Approvisionnement sous tension et risques géopolitiques - la croissance du secteur aérien freinée (AP)
Approvisionnement sous tension et risques géopolitiques - la croissance du secteur aérien freinée (AP)

À la veille du Salon aéronautique de Singapour, les dirigeants mondiaux de l’aviation ont mis en garde contre des obstacles persistants à la croissance du secteur, liés aux pénuries d’approvisionnement et aux tensions géopolitiques. Réunis lundi à Singapour, responsables industriels et régulateurs ont souligné que ces contraintes pourraient durer, malgré une demande toujours dynamique, notamment en Asie-Pacifique.

Le directeur général de l’Association internationale du transport aérien, Willie Walsh, a averti que les perturbations des chaînes d’approvisionnement continuaient de peser lourdement sur les compagnies aériennes. Les constructeurs comme Airbus et Boeing restent confrontés à des difficultés héritées de la pandémie, tandis que les motoristes doivent arbitrer entre la production de nouveaux avions et la maintenance des flottes existantes.

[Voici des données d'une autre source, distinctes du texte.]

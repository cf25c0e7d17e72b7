use std::fmt;

use chrono::{DateTime, Duration, NaiveDate, NaiveDateTime, TimeZone, Utc};

use crate::error::{Error, Result};

/// Source of "now". Everything time-dependent takes one of these so that
/// run resolution and host selection can be pinned in tests.
pub trait Clock: Send + Sync {
    fn now(&self) -> DateTime<Utc>;
}

#[derive(Debug, Clone, Copy, Default)]
pub struct SystemClock;

impl Clock for SystemClock {
    fn now(&self) -> DateTime<Utc> {
        Utc::now()
    }
}

#[derive(Debug, Clone, Copy)]
pub struct FixedClock(pub DateTime<Utc>);

impl Clock for FixedClock {
    fn now(&self) -> DateTime<Utc> {
        self.0
    }
}

/// Synoptic cadence of a domain's runs.
///
/// `Hours(n)` requires `n` to divide 24, which holds for every registered
/// domain. `Continuous` feeds are floored to the minute only.
#[derive(Debug, Clone, Copy, PartialEq, Eq)]
pub enum Cadence {
    Hours(u32),
    Continuous,
}

impl Cadence {
    fn period_secs(self) -> i64 {
        match self {
            Cadence::Hours(n) => i64::from(n.max(1)) * 3600,
            Cadence::Continuous => 60,
        }
    }

    /// Largest aligned instant `<= t`.
    pub fn floor(self, t: DateTime<Utc>) -> DateTime<Utc> {
        let rem = t.timestamp().rem_euclid(self.period_secs());
        t - Duration::seconds(rem) - Duration::nanoseconds(i64::from(t.timestamp_subsec_nanos()))
    }

    pub fn is_aligned(self, t: DateTime<Utc>) -> bool {
        t.timestamp_subsec_nanos() == 0 && t.timestamp().rem_euclid(self.period_secs()) == 0
    }
}

impl fmt::Display for Cadence {
    fn fmt(&self, f: &mut fmt::Formatter<'_>) -> fmt::Result {
        match self {
            Cadence::Hours(n) => write!(f, "{n}h"),
            Cadence::Continuous => f.write_str("continuous"),
        }
    }
}

/// Parse a run timestamp given on the command line.
///
/// Accepts `YYYYMMDDHH`, `YYYY-MM-DDTHH` and `YYYY-MM-DDTHH:MM`, with an
/// optional trailing `Z`. The result is always UTC.
pub fn parse_run_time(s: &str) -> Result<DateTime<Utc>> {
    let t = s.trim().trim_end_matches('Z');
    let invalid = || Error::InvalidRequest(format!("unsupported run time format: {s}"));

    let naive = if t.len() == 10 && t.bytes().all(|b| b.is_ascii_digit()) {
        let date = NaiveDate::parse_from_str(&t[..8], "%Y%m%d").map_err(|_| invalid())?;
        let hour: u32 = t[8..].parse().map_err(|_| invalid())?;
        date.and_hms_opt(hour, 0, 0).ok_or_else(invalid)?
    } else if t.len() == 13 && t.as_bytes()[10] == b'T' {
        let date = NaiveDate::parse_from_str(&t[..10], "%Y-%m-%d").map_err(|_| invalid())?;
        let hour: u32 = t[11..].parse().map_err(|_| invalid())?;
        date.and_hms_opt(hour, 0, 0).ok_or_else(invalid)?
    } else {
        NaiveDateTime::parse_from_str(t, "%Y-%m-%dT%H:%M")
            .or_else(|_| NaiveDateTime::parse_from_str(t, "%Y-%m-%dT%H:%M:%S"))
            .map_err(|_| invalid())?
    };

    Ok(Utc.from_utc_datetime(&naive))
}

pub fn yyyymmdd(t: &DateTime<Utc>) -> String {
    t.format("%Y%m%d").to_string()
}

pub fn yyyymmddhh(t: &DateTime<Utc>) -> String {
    t.format("%Y%m%d%H").to_string()
}

#[cfg(test)]
mod tests {
    use super::*;

    #[test]
    fn floors_to_six_hour_cycles() {
        let t = Utc.with_ymd_and_hms(2025, 1, 1, 17, 42, 9).unwrap();
        assert_eq!(
            Cadence::Hours(6).floor(t),
            Utc.with_ymd_and_hms(2025, 1, 1, 12, 0, 0).unwrap()
        );
        assert_eq!(
            Cadence::Hours(3).floor(t),
            Utc.with_ymd_and_hms(2025, 1, 1, 15, 0, 0).unwrap()
        );
        assert_eq!(
            Cadence::Hours(1).floor(t),
            Utc.with_ymd_and_hms(2025, 1, 1, 17, 0, 0).unwrap()
        );
    }

    #[test]
    fn continuous_floors_to_minute() {
        let t = Utc.with_ymd_and_hms(2025, 1, 1, 17, 42, 9).unwrap() + Duration::milliseconds(250);
        let f = Cadence::Continuous.floor(t);
        assert_eq!(f, Utc.with_ymd_and_hms(2025, 1, 1, 17, 42, 0).unwrap());
        assert!(Cadence::Continuous.is_aligned(f));
    }

    #[test]
    fn alignment_checks_hour_and_subfields() {
        let ok = Utc.with_ymd_and_hms(2025, 1, 1, 18, 0, 0).unwrap();
        assert!(Cadence::Hours(6).is_aligned(ok));
        assert!(!Cadence::Hours(6).is_aligned(ok + Duration::hours(3)));
        assert!(!Cadence::Hours(6).is_aligned(ok + Duration::minutes(1)));
        assert!(!Cadence::Hours(1).is_aligned(ok + Duration::microseconds(1)));
    }

    #[test]
    fn parses_run_time_forms() {
        let want = Utc.with_ymd_and_hms(2025, 1, 31, 6, 0, 0).unwrap();
        assert_eq!(parse_run_time("2025013106").unwrap(), want);
        assert_eq!(parse_run_time("2025-01-31T06").unwrap(), want);
        assert_eq!(parse_run_time("2025-01-31T06:00").unwrap(), want);
        assert_eq!(parse_run_time("2025-01-31T06:00:00Z").unwrap(), want);
        assert!(parse_run_time("2025013125").is_err());
        assert!(parse_run_time("yesterday").is_err());
    }
}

Ces fragilités industrielles s’ajoutent à un environnement géopolitique plus instable. Les droits de douane américains et d’autres mesures protectionnistes ont déjà perturbé les flux de fret aérien. Selon Willie Walsh, l’impact a été plus marqué sur le transport de marchandises que sur celui des passagers : les expéditions entre l’Asie et l’Amérique du Nord ont reculé de 0,8 % l’an dernier, tandis que celles entre l’Europe et l’Asie ont progressé de plus de 10 %.

Malgré ces vents contraires, la région Asie-Pacifique demeure le moteur de la croissance mondiale du trafic aérien, portée par la Chine et l’Inde. Le secteur anticipe une hausse de 7,3 % du trafic passagers dans cette zone en 2026. Mais pour Toshiyuki Onuma, nouveau président élu du conseil de l’Organisation de l’aviation civile internationale, cette dynamique ne pourra être soutenue sans transformations profondes. Il a rappelé qu’un système conçu pour quatre milliards de passagers ne peut absorber une fréquentation trois fois supérieure sans réformes structurelles.

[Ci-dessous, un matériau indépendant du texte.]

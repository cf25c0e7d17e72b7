use std::fmt;

use chrono::{DateTime, Duration, TimeDelta, Timelike, Utc};

use crate::date::parse_run_time;
use crate::domain::{Catalog, ProviderDomain};
use crate::error::{Error, Result};

/// A concrete model run: domain plus a UTC initialization time aligned to
/// the domain's cadence.
#[derive(Debug, Clone, Copy, PartialEq, Eq, Hash)]
pub struct RunSpec {
    domain: &'static str,
    time: DateTime<Utc>,
}

impl RunSpec {
    /// Unaligned timestamps are rejected, never rounded.
    pub fn new(domain: &ProviderDomain, time: DateTime<Utc>) -> Result<Self> {
        if !domain.cadence.is_aligned(time) {
            return Err(Error::UnalignedRunTime {
                domain: domain.id.to_string(),
                time: time.to_rfc3339(),
                cadence: domain.cadence.to_string(),
            });
        }
        Ok(Self {
            domain: domain.id,
            time,
        })
    }

    pub fn parse(domain: &ProviderDomain, text: &str) -> Result<Self> {
        Self::new(domain, parse_run_time(text)?)
    }

    /// Most recent run that is plausibly published at `now`.
    pub fn latest(domain: &ProviderDomain, now: DateTime<Utc>) -> Result<Self> {
        let buffered = TimeDelta::try_hours(domain.latency_hours)
            .and_then(|lag| now.checked_sub_signed(lag))
            .ok_or_else(|| {
                Error::InvalidConfig(format!(
                    "latency of {}h for {} is out of range",
                    domain.latency_hours, domain.id
                ))
            })?;
        Ok(Self {
            domain: domain.id,
            time: domain.cadence.floor(buffered),
        })
    }

    pub fn domain(&self) -> &'static str {
        self.domain
    }

    pub fn time(&self) -> DateTime<Utc> {
        self.time
    }

    pub fn hour(&self) -> u32 {
        self.time.hour()
    }

    pub fn age(&self, now: DateTime<Utc>) -> Duration {
        now - self.time
    }
}

impl fmt::Display for RunSpec {
    fn fmt(&self, f: &mut fmt::Formatter<'_>) -> fmt::Result {
        write!(f, "{}@{}", self.domain, self.time.format("%Y-%m-%dT%H:%MZ"))
    }
}

/// Resolve the latest published run for a registered domain identifier.
pub fn resolve_latest_run(catalog: &Catalog, domain: &str, now: DateTime<Utc>) -> Result<RunSpec> {
    let domain = catalog.get(domain)?;
    RunSpec::latest(domain, now)
}

#[cfg(test)]
mod tests {
    use super::*;
    use crate::date::Cadence;
    use chrono::TimeZone;

    fn at(h: u32, m: u32) -> DateTime<Utc> {
        Utc.with_ymd_and_hms(2025, 1, 1, h, m, 0).unwrap()
    }

    #[test]
    fn latest_applies_latency_then_floors() {
        let catalog = Catalog::builtin();
        // 13:30 - 4h = 09:30 -> 06z
        let run = resolve_latest_run(&catalog, "gfs025", at(13, 30)).unwrap();
        assert_eq!(run.time(), at(6, 0));
        // 13:30 - 7h = 06:30 -> 06z
        let run = resolve_latest_run(&catalog, "ifs025", at(13, 30)).unwrap();
        assert_eq!(run.time(), at(6, 0));
        // 13:30 - 2h = 11:30 -> 11z
        let run = resolve_latest_run(&catalog, "hrrr_conus", at(13, 30)).unwrap();
        assert_eq!(run.time(), at(11, 0));
        // crosses midnight
        let run = resolve_latest_run(&catalog, "ifs025", at(3, 0)).unwrap();
        assert_eq!(run.time(), Utc.with_ymd_and_hms(2024, 12, 31, 18, 0, 0).unwrap());
    }

    #[test]
    fn latest_is_aligned_and_not_in_future() {
        let catalog = Catalog::builtin();
        for domain in catalog.domains() {
            for minutes in (0..48 * 60).step_by(37) {
                let now = at(0, 0) + Duration::minutes(minutes);
                let run = RunSpec::latest(domain, now).unwrap();
                assert!(domain.cadence.is_aligned(run.time()), "{}", domain.id);
                assert!(run.time() <= now);
                assert!(RunSpec::new(domain, run.time()).is_ok());
            }
        }
    }

    #[test]
    fn continuous_cadence_keeps_minutes() {
        let mut domain = Catalog::builtin().get("hrrr_conus").unwrap().clone();
        domain.cadence = Cadence::Continuous;
        domain.latency_hours = 0;
        let run = RunSpec::latest(&domain, at(13, 47) + Duration::seconds(12)).unwrap();
        assert_eq!(run.time(), at(13, 47));
    }

    #[test]
    fn unknown_domain_fails() {
        let err = resolve_latest_run(&Catalog::builtin(), "nope", at(0, 0)).unwrap_err();
        assert!(matches!(err, Error::UnknownDomain(_)));
    }

    #[test]
    fn unaligned_run_is_a_contract_violation() {
        let catalog = Catalog::builtin();
        let gfs = catalog.get("gfs025").unwrap();
        assert!(matches!(
            RunSpec::new(gfs, at(3, 0)),
            Err(Error::UnalignedRunTime { .. })
        ));
        assert!(RunSpec::new(gfs, at(6, 30)).is_err());
        let run = RunSpec::parse(gfs, "2025010112").unwrap();
        assert_eq!(run.hour(), 12);
        assert_eq!(run.to_string(), "gfs025@2025-01-01T12:00Z");
    }

    #[test]
    fn out_of_range_latency_is_a_config_error() {
        let mut domain = Catalog::builtin().get("gfs025").unwrap().clone();
        domain.latency_hours = 9_223_372_036_854_775;
        let err = RunSpec::latest(&domain, at(12, 0)).unwrap_err();
        assert!(matches!(err, Error::InvalidConfig(_)));
    }
}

Les débats ont également été marqués par les inquiétudes suscitées par les récentes déclarations du président américain Donald Trump sur la certification des aéronefs. Certains acteurs craignent que des considérations politiques ne remettent en cause un système de normes mondiales établi depuis des décennies par la Convention de Chicago. Les régulateurs présents ont insisté sur le caractère non négociable de la certification aéronautique et sur la nécessité de préserver son indépendance.

Enfin, plusieurs responsables ont alerté contre une « militarisation » des chaînes d’approvisionnement, alors que les grandes puissances utilisent de plus en plus les dépendances industrielles comme leviers géopolitiques. Les terres rares, essentielles à la fabrication des moteurs à réaction et largement dominées par la Chine, restent un point de vulnérabilité majeur pour l’industrie aéronautique mondiale, malgré une trêve commerciale fragile entre Pékin et Washington.

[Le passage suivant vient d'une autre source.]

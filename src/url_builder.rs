use std::fmt;

use chrono::Duration;

use crate::date::{Clock, yyyymmdd, yyyymmddhh};
use crate::domain::{Catalog, Naming, ProviderDomain};
use crate::error::{Error, Result};
use crate::run::RunSpec;
use crate::variable::{Level, VariableSpec};

pub const ECMWF_PATTERN: &str =
    "{url}/{yyyymmdd}/{H}z/{model}/{resol}/{stream}/{yyyymmddHHMMSS}-{step}h-{stream}-{type}.grib2";
pub const ECMWF_LOCAL_PATTERN: &str = "{domain}_{yyyymmdd}_{H}z_{step}h_{type}.grib2";
pub const NOAA_LOCAL_PATTERN: &str = "{domain}_{yyyymmddHH}_m{MM}_f{FFF}.grib2";
pub const ICON_PATTERN: &str = "{url}/{path}/grib/{H}/{param}/{file}{compression}";
pub const ICON_FILE_PATTERN: &str = "{path}_{region}_{grid}_{leveltype}_{yyyymmddHH}_{FFF}_{level}{PARAM}.grib2";
pub const ARPEGE_PATTERN: &str =
    "{url}/{iso}:00Z/{family}/{grid}/{package}/{family}__{grid}__{package}__{block}__{iso}:00Z.grib2";
pub const ARPEGE_LOCAL_PATTERN: &str = "{domain}_{yyyymmddHH}_{package}_{block}.grib2";

pub const DEFAULT_FRESHNESS_HOURS: i64 = 36;

/// One resolved unit of work. Pure value, owns no resources.
#[derive(Debug, Clone, PartialEq, Eq)]
pub struct Artifact {
    pub run: RunSpec,
    pub step: u32,
    pub member: u32,
    pub variable: Option<VariableSpec>,
    /// Remote location, possibly carrying a compression suffix.
    pub url: String,
    /// Local, decompressed file name.
    pub filename: String,
}

impl fmt::Display for Artifact {
    fn fmt(&self, f: &mut fmt::Formatter<'_>) -> fmt::Result {
        write!(f, "{} <- {}", self.filename, self.url)
    }
}

fn fill(pattern: &str, vars: &[(&str, &str)]) -> String {
    let mut out = pattern.to_string();
    for (key, value) in vars {
        out = out.replace(&format!("{{{key}}}"), value);
    }
    out
}

/// Renders remote URLs and local file names for artifacts.
///
/// Host selection is evaluated per artifact against `clock`, so a long
/// running fetch switches to the archive once a run ages past the
/// freshness threshold.
pub struct UrlBuilder<'a> {
    catalog: &'a Catalog,
    clock: &'a dyn Clock,
    freshness: Duration,
    force_archive: bool,
}

impl<'a> UrlBuilder<'a> {
    pub fn new(catalog: &'a Catalog, clock: &'a dyn Clock) -> Self {
        Self {
            catalog,
            clock,
            freshness: Duration::hours(DEFAULT_FRESHNESS_HOURS),
            force_archive: false,
        }
    }

    pub fn freshness_threshold(mut self, hours: i64) -> Self {
        let saturated = if hours < 0 { Duration::MIN } else { Duration::MAX };
        self.freshness = Duration::try_hours(hours).unwrap_or(saturated);
        self
    }

    pub fn force_archive(mut self, force: bool) -> Self {
        self.force_archive = force;
        self
    }

    pub fn use_archive(&self, run: &RunSpec) -> bool {
        self.force_archive || run.age(self.clock.now()) > self.freshness
    }

    pub fn build(
        &self,
        domain: &str,
        run: &RunSpec,
        step: u32,
        member: u32,
        variable: Option<&VariableSpec>,
    ) -> Result<Artifact> {
        let domain = self.catalog.get(domain)?;
        self.build_for(domain, run, step, member, variable)
    }

    pub fn build_for(
        &self,
        domain: &ProviderDomain,
        run: &RunSpec,
        step: u32,
        member: u32,
        variable: Option<&VariableSpec>,
    ) -> Result<Artifact> {
        if run.domain() != domain.id {
            return Err(Error::InvalidRequest(format!(
                "run {run} does not belong to domain {}",
                domain.id
            )));
        }

        let host = domain.hosts.select(self.use_archive(run));

        let (url, filename) = match domain.naming {
            Naming::Noaa { pattern, members } => {
                if variable.is_some() {
                    return Err(self.no_variables(domain, variable));
                }
                let member_token = match members {
                    Some(tokens) => tokens.render(member),
                    None if member == 0 => String::new(),
                    None => return Err(no_member(domain, member)),
                };
                render_noaa(domain.id, host, pattern, run, step, member, &member_token)
            }
            Naming::Ecmwf {
                model,
                resol,
                type_slots,
                ..
            } => {
                if variable.is_some() {
                    return Err(self.no_variables(domain, variable));
                }
                let typ = type_slots
                    .get(member as usize)
                    .ok_or_else(|| no_member(domain, member))?;
                let stream = domain.stream_for_hour(run.hour()).unwrap_or("oper");
                render_ecmwf(domain.id, host, model, resol, stream, typ, run, step)
            }
            Naming::Icon { path, region, grid } => {
                if member != 0 {
                    return Err(no_member(domain, member));
                }
                let variable = require_variable(domain, variable)?;
                let entry = domain.resolve_variable(variable)?;
                let suffix = domain.compression.map(|c| c.suffix()).unwrap_or("");
                render_icon(
                    host,
                    path,
                    region,
                    grid,
                    entry.param,
                    &variable.level,
                    run,
                    step,
                    suffix,
                )
            }
            Naming::Arpege { family, grid } => {
                if member != 0 {
                    return Err(no_member(domain, member));
                }
                let variable = require_variable(domain, variable)?;
                let entry = domain.resolve_variable(variable)?;
                let block = domain
                    .package_blocks()
                    .iter()
                    .find(|b| b.start == step)
                    .ok_or_else(|| {
                        Error::InvalidRequest(format!(
                            "{} publishes time blocks, step {step} is not a block start",
                            domain.id
                        ))
                    })?;
                render_arpege(domain.id, host, family, grid, entry.param, &block.label(), run)
            }
        };

        Ok(Artifact {
            run: *run,
            step,
            member,
            variable: variable.cloned(),
            url,
            filename,
        })
    }

    fn no_variables(&self, domain: &ProviderDomain, variable: Option<&VariableSpec>) -> Error {
        Error::UnknownVariable {
            domain: domain.id.to_string(),
            variable: variable.map(|v| v.to_string()).unwrap_or_default(),
        }
    }
}

fn no_member(domain: &ProviderDomain, member: u32) -> Error {
    Error::InvalidRequest(format!(
        "domain {} has no member {member} (slots: {})",
        domain.id,
        domain.member_slots()
    ))
}

fn require_variable<'v>(
    domain: &ProviderDomain,
    variable: Option<&'v VariableSpec>,
) -> Result<&'v VariableSpec> {
    variable.ok_or_else(|| {
        Error::InvalidRequest(format!(
            "domain {} publishes per-variable files, none given",
            domain.id
        ))
    })
}

fn render_noaa(
    domain: &str,
    host: &str,
    pattern: &str,
    run: &RunSpec,
    step: u32,
    member: u32,
    member_token: &str,
) -> (String, String) {
    let t = run.time();
    let ymd = yyyymmdd(&t);
    let hh = t.format("%H").to_string();
    let fff = format!("{step:03}");
    let ff = format!("{step:02}");

    let path = fill(
        pattern,
        &[
            ("yyyymmdd", &ymd),
            ("hh", &hh),
            ("fff", &fff),
            ("ff", &ff),
            ("member", member_token),
        ],
    );
    let filename = fill(
        NOAA_LOCAL_PATTERN,
        &[
            ("domain", domain),
            ("yyyymmddHH", &yyyymmddhh(&t)),
            ("MM", &format!("{member:02}")),
            ("FFF", &fff),
        ],
    );
    (format!("{host}/{path}"), filename)
}

#[allow(clippy::too_many_arguments)]
fn render_ecmwf(
    domain: &str,
    host: &str,
    model: &str,
    resol: &str,
    stream: &str,
    typ: &str,
    run: &RunSpec,
    step: u32,
) -> (String, String) {
    let t = run.time();
    let ymd = yyyymmdd(&t);
    let hh = t.format("%H").to_string();
    let step = step.to_string();

    let url = fill(
        ECMWF_PATTERN,
        &[
            ("url", host),
            ("yyyymmdd", &ymd),
            ("H", &hh),
            ("model", model),
            ("resol", resol),
            ("stream", stream),
            ("yyyymmddHHMMSS", &t.format("%Y%m%d%H%M%S").to_string()),
            ("step", &step),
            ("type", typ),
        ],
    );
    let filename = fill(
        ECMWF_LOCAL_PATTERN,
        &[
            ("domain", domain),
            ("yyyymmdd", &ymd),
            ("H", &hh),
            ("step", &step),
            ("type", typ),
        ],
    );
    (url, filename)
}

/// Leveled products carry the level value right before the variable token.
#[allow(clippy::too_many_arguments)]
fn render_icon(
    host: &str,
    path: &str,
    region: &str,
    grid: &str,
    param: &str,
    level: &Level,
    run: &RunSpec,
    step: u32,
    compression: &str,
) -> (String, String) {
    let t = run.time();
    let level_token = match level.value() {
        Some(v) => format!("{v}_"),
        None => String::new(),
    };

    let file = fill(
        ICON_FILE_PATTERN,
        &[
            ("path", path),
            ("region", region),
            ("grid", grid),
            ("leveltype", level.kind().as_str()),
            ("yyyymmddHH", &yyyymmddhh(&t)),
            ("FFF", &format!("{step:03}")),
            ("level", &level_token),
            ("PARAM", &param.to_ascii_uppercase()),
        ],
    );
    let url = fill(
        ICON_PATTERN,
        &[
            ("url", host),
            ("path", path),
            ("H", &t.format("%H").to_string()),
            ("param", param),
            ("file", &file),
            ("compression", compression),
        ],
    );
    (url, file)
}

fn render_arpege(
    domain: &str,
    host: &str,
    family: &str,
    grid: &str,
    package: &str,
    block: &str,
    run: &RunSpec,
) -> (String, String) {
    let t = run.time();
    let iso = t.format("%Y-%m-%dT%H:%M").to_string();

    let url = fill(
        ARPEGE_PATTERN,
        &[
            ("url", host),
            ("iso", &iso),
            ("family", family),
            ("grid", grid),
            ("package", package),
            ("block", block),
        ],
    );
    let filename = fill(
        ARPEGE_LOCAL_PATTERN,
        &[
            ("domain", domain),
            ("yyyymmddHH", &yyyymmddhh(&t)),
            ("package", package),
            ("block", block),
        ],
    );
    (url, filename)
}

Face à ces défis, les dirigeants du secteur ont réaffirmé l’importance d’une coopération internationale renforcée, tant pour sécuriser les chaînes d’approvisionnement que pour atteindre l’objectif de neutralité carbone à l’horizon 2050. Sans action coordonnée, ont-ils prévenu, les ambitions de croissance du transport aérien risquent d’être durablement compromises.